* Stored data
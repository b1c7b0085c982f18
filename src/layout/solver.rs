use std::collections::BTreeMap;

use smallvec::SmallVec;

use crate::foundation::core::{Canvas, Point, Rect};
use crate::layout::measure::TextMeasure;
use crate::style::lexicon;
use crate::style::tables::Typography;
use crate::words::meta::WordMetaEntry;
use crate::words::phrase::{MAX_GROUP_WORDS, PhraseGroup};

const SINGLE_FILLER_SCALE: f64 = 0.9;
const SINGLE_SCALE: f64 = 1.2;
const ANCHOR_SCALE: f64 = 1.35;
const ANCHOR_EMPHASIS_STEP: f64 = 0.06;
const SUPPORT_SCALE: f64 = 0.72;
/// Gap between the anchor and the support baseline, in support font sizes.
const SUPPORT_GAP: f64 = 0.35;
const MIN_FONT_PX: f64 = 1.0;

/// Anchor slots as canvas ratios, cycled by group sequence number.
///
/// Consecutive slots alternate between the upper and lower third, so a group entering while its
/// predecessor exits lands in the other band.
pub const ANCHOR_PRESETS: [(f64, f64); 6] = [
    (0.5, 0.28),
    (0.5, 0.62),
    (0.34, 0.3),
    (0.66, 0.6),
    (0.66, 0.28),
    (0.34, 0.62),
];
/// Clearance in pixels between boxes of groups that share the screen.
const GROUP_GAP_PX: f64 = 12.0;
/// Fallback grid searched after the presets.
const SCAN_ROWS: usize = 9;
const SCAN_COLUMNS: [f64; 3] = [0.5, 0.3, 0.7];
/// Size factors tried in order when every slot collides at full size.
const SHRINK_STEPS: [f64; 4] = [1.0, 0.85, 0.7, 0.55];

#[derive(Clone, Copy, Debug, PartialEq)]
/// Fixed inputs of the layout pass.
pub struct LayoutParams {
    pub canvas: Canvas,
    /// Minimum distance in pixels between any glyph box and the canvas edge.
    pub margin: f64,
    pub base_font_size: f64,
}

impl LayoutParams {
    fn available_width(&self) -> f64 {
        (self.canvas.width_f64() - 2.0 * self.margin).max(MIN_FONT_PX)
    }

    fn available_height(&self) -> f64 {
        (self.canvas.height_f64() - 2.0 * self.margin).max(MIN_FONT_PX)
    }
}

#[derive(Clone, Copy, Debug, PartialEq, Eq, PartialOrd, Ord, Hash)]
/// Cache key of one group layout.
pub struct LayoutKey {
    pub line: usize,
    /// Group position within the line.
    pub group: usize,
}

impl LayoutKey {
    pub fn of(group: &PhraseGroup) -> Self {
        Self {
            line: group.line,
            group: group.index_in_line,
        }
    }
}

#[derive(Clone, Copy, Debug, PartialEq)]
/// Resolved on-canvas placement of one word.
pub struct WordPlacement {
    /// Index into the word metadata list.
    pub word: usize,
    /// Center of the word's box.
    pub center: Point,
    pub font_size: f64,
    /// Measured advance width at `font_size`.
    pub width: f64,
}

impl WordPlacement {
    /// Resting glyph box: advance width by font size, around `center`.
    pub fn rect(&self) -> Rect {
        Rect::from_center_size(self.center, (self.width, self.font_size))
    }
}

#[derive(Clone, Debug, Default, PartialEq)]
/// Placements for every word of a group, in group order.
pub struct GroupLayout {
    pub placements: SmallVec<[WordPlacement; MAX_GROUP_WORDS]>,
}

impl GroupLayout {
    pub fn placement_of(&self, word: usize) -> Option<&WordPlacement> {
        self.placements.iter().find(|p| p.word == word)
    }

    fn clear_of(&self, taken: &[Rect]) -> bool {
        self.placements.iter().all(|p| {
            let padded = p.rect().inflate(GROUP_GAP_PX, GROUP_GAP_PX);
            taken.iter().all(|r| padded.intersect(*r).area() <= 0.0)
        })
    }
}

pub type LayoutCache = BTreeMap<LayoutKey, GroupLayout>;

/// Screen time of a laid-out group and the boxes it holds meanwhile.
struct Occupied {
    from: f64,
    until: f64,
    boxes: SmallVec<[Rect; MAX_GROUP_WORDS]>,
}

/// Lay out every group once.
///
/// `typography_for` picks the typography in effect for a group (it may change per chapter).
/// `clears_at` is the time a group has fully left the screen (its end plus the exit tail). Groups
/// whose screen time overlaps never get intersecting boxes, unless even the smallest size step
/// finds no free slot.
#[tracing::instrument(skip_all, fields(groups = groups.len()))]
pub fn layout_all<'t>(
    groups: &[PhraseGroup],
    meta: &[WordMetaEntry],
    mut typography_for: impl FnMut(&PhraseGroup) -> &'t Typography,
    mut clears_at: impl FnMut(&PhraseGroup) -> f64,
    params: &LayoutParams,
    measure: &mut dyn TextMeasure,
) -> LayoutCache {
    let mut cache = LayoutCache::new();
    let mut occupied: Vec<Occupied> = Vec::with_capacity(groups.len());
    for g in groups {
        let until = clears_at(g).max(g.end);
        let taken: Vec<Rect> = occupied
            .iter()
            .filter(|o| o.from < until && g.start < o.until)
            .flat_map(|o| o.boxes.iter().copied())
            .collect();

        let typography = typography_for(g);
        let layout = place_clear_of(g, meta, typography, params, measure, &taken);
        occupied.push(Occupied {
            from: g.start,
            until,
            boxes: layout.placements.iter().map(WordPlacement::rect).collect(),
        });
        cache.insert(LayoutKey::of(g), layout);
    }
    cache
}

/// Place one group's words in its preferred slot at full size.
///
/// A single word sits at the canvas center. Otherwise the anchor goes to a preset picked by the
/// group's sequence number and the remaining words share one baseline below it. Everything is
/// shrunk to fit and clamped inside the margin.
pub fn layout_group(
    group: &PhraseGroup,
    meta: &[WordMetaEntry],
    typography: &Typography,
    params: &LayoutParams,
    measure: &mut dyn TextMeasure,
) -> GroupLayout {
    place_clear_of(group, meta, typography, params, measure, &[])
}

/// Candidate anchor points in preference order.
///
/// The presets come first, then a coarse scan of the canvas for when the presets are taken.
fn slots(group: &PhraseGroup, params: &LayoutParams) -> Vec<Point> {
    let n = ANCHOR_PRESETS.len();
    let presets = (0..n).map(|k| {
        let (rx, ry) = ANCHOR_PRESETS[(group.sequence + k) % n];
        params.canvas.at_ratio(rx, ry)
    });
    let scan = (1..=SCAN_ROWS).flat_map(|row| {
        let ry = row as f64 / (SCAN_ROWS + 1) as f64;
        SCAN_COLUMNS
            .iter()
            .map(move |&rx| params.canvas.at_ratio(rx, ry))
    });
    let center = (group.words.len() == 1).then(|| params.canvas.center());
    center.into_iter().chain(presets).chain(scan).collect()
}

/// First slot, at the largest size step, whose boxes keep clear of `taken`.
fn place_clear_of(
    group: &PhraseGroup,
    meta: &[WordMetaEntry],
    typography: &Typography,
    params: &LayoutParams,
    measure: &mut dyn TextMeasure,
    taken: &[Rect],
) -> GroupLayout {
    let slots = slots(group, params);
    let mut last = GroupLayout::default();
    for shrink in SHRINK_STEPS {
        for &slot in &slots {
            last = place_at(group, meta, typography, params, measure, slot, shrink);
            if last.clear_of(taken) {
                return last;
            }
        }
    }
    tracing::debug!(
        line = group.line,
        group = group.index_in_line,
        "no free slot, group overlaps one on screen"
    );
    last
}

fn place_at(
    group: &PhraseGroup,
    meta: &[WordMetaEntry],
    typography: &Typography,
    params: &LayoutParams,
    measure: &mut dyn TextMeasure,
    slot: Point,
    shrink: f64,
) -> GroupLayout {
    let base = params.base_font_size * typography.size_scale * shrink;
    let mut placements = SmallVec::new();

    if let [only] = group.words.as_slice() {
        let w = &meta[*only];
        let scale = if lexicon::is_filler(&w.key) {
            SINGLE_FILLER_SCALE
        } else {
            SINGLE_SCALE
        };
        let (font_size, width) = fit(&w.text, base * scale, typography, params, measure);
        let center = clamp_center(slot, width, font_size, params);
        placements.push(WordPlacement {
            word: *only,
            center,
            font_size,
            width,
        });
        return GroupLayout { placements };
    }

    let anchor_word = group.anchor_word();
    let anchor_meta = &meta[anchor_word];
    let emphasis = f64::from(anchor_meta.directive.emphasis.max(1) - 1);
    let anchor_size = base * ANCHOR_SCALE * (1.0 + ANCHOR_EMPHASIS_STEP * emphasis);
    let (anchor_size, anchor_width) =
        fit(&anchor_meta.text, anchor_size, typography, params, measure);
    let anchor_center = clamp_center(slot, anchor_width, anchor_size, params);

    let support: SmallVec<[usize; MAX_GROUP_WORDS]> = group
        .words
        .iter()
        .copied()
        .filter(|&w| w != anchor_word)
        .collect();
    let mut support_size = base * SUPPORT_SCALE;
    let mut widths = measure_row(&support, meta, support_size, typography, measure);
    let mut space = measure.text_width(" ", support_size, typography);
    let row_width = |widths: &[f64], space: f64| {
        widths.iter().sum::<f64>() + space * widths.len().saturating_sub(1) as f64
    };
    let total = row_width(&widths[..], space);
    if total > params.available_width() {
        support_size = (support_size * params.available_width() / total).max(MIN_FONT_PX);
        widths = measure_row(&support, meta, support_size, typography, measure);
        space = measure.text_width(" ", support_size, typography);
    }
    let total = row_width(&widths[..], space);

    let baseline_y = anchor_center.y + 0.5 * anchor_size + (0.5 + SUPPORT_GAP) * support_size;
    let row_center = clamp_center(
        Point::new(anchor_center.x, baseline_y),
        total,
        support_size,
        params,
    );

    let mut x = row_center.x - 0.5 * total;
    let mut row = widths.iter().zip(&support).map(|(&width, &word)| {
        let center = Point::new(x + 0.5 * width, row_center.y);
        x += width + space;
        WordPlacement {
            word,
            center: clamp_center(center, width, support_size, params),
            font_size: support_size,
            width,
        }
    });

    for &w in &group.words {
        if w == anchor_word {
            placements.push(WordPlacement {
                word: w,
                center: anchor_center,
                font_size: anchor_size,
                width: anchor_width,
            });
        } else if let Some(p) = row.next() {
            placements.push(p);
        }
    }
    GroupLayout { placements }
}

fn measure_row(
    words: &[usize],
    meta: &[WordMetaEntry],
    font_size: f64,
    typography: &Typography,
    measure: &mut dyn TextMeasure,
) -> SmallVec<[f64; MAX_GROUP_WORDS]> {
    words
        .iter()
        .map(|&w| measure.text_width(&meta[w].text, font_size, typography))
        .collect()
}

/// Shrink `font_size` until `text` fits the available box; returns `(font_size, width)`.
fn fit(
    text: &str,
    font_size: f64,
    typography: &Typography,
    params: &LayoutParams,
    measure: &mut dyn TextMeasure,
) -> (f64, f64) {
    let mut size = font_size
        .min(params.available_height())
        .max(MIN_FONT_PX);
    let mut width = measure.text_width(text, size, typography);
    let avail = params.available_width();
    if width > avail {
        size = (size * avail / width).max(MIN_FONT_PX);
        width = measure.text_width(text, size, typography).min(avail);
    }
    (size, width)
}

/// Keep a `width` x `height` box centered at `p` inside the margin.
fn clamp_center(p: Point, width: f64, height: f64, params: &LayoutParams) -> Point {
    let clamp_axis = |v: f64, extent: f64, size: f64| {
        let lo = params.margin + 0.5 * size;
        let hi = extent - params.margin - 0.5 * size;
        if lo > hi {
            0.5 * extent
        } else {
            v.clamp(lo, hi)
        }
    };
    Point::new(
        clamp_axis(p.x, params.canvas.width_f64(), width),
        clamp_axis(p.y, params.canvas.height_f64(), height),
    )
}

#[cfg(test)]
#[path = "../../tests/unit/layout/solver.rs"]
mod tests;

* Assignment
Beginning at the line above with "let center = (group.words.len()" and finishing at the line with "let mut last = GroupLayout::default();", return each line exactly and return nothing else.

* Exercise answer
    let center = (group.words.len() == 1).then(|| params.canvas.center());
    center.into_iter().chain(presets).chain(scan).collect()
}

/// First slot, at the largest size step, whose boxes keep clear of `taken`.
fn place_clear_of(
    group: &PhraseGroup,
    meta: &[WordMetaEntry],
    typography: &Typography,
    params: &LayoutParams,
    measure: &mut dyn TextMeasure,
    taken: &[Rect],
) -> GroupLayout {
    let slots = slots(group, params);
    let mut last = GroupLayout::default();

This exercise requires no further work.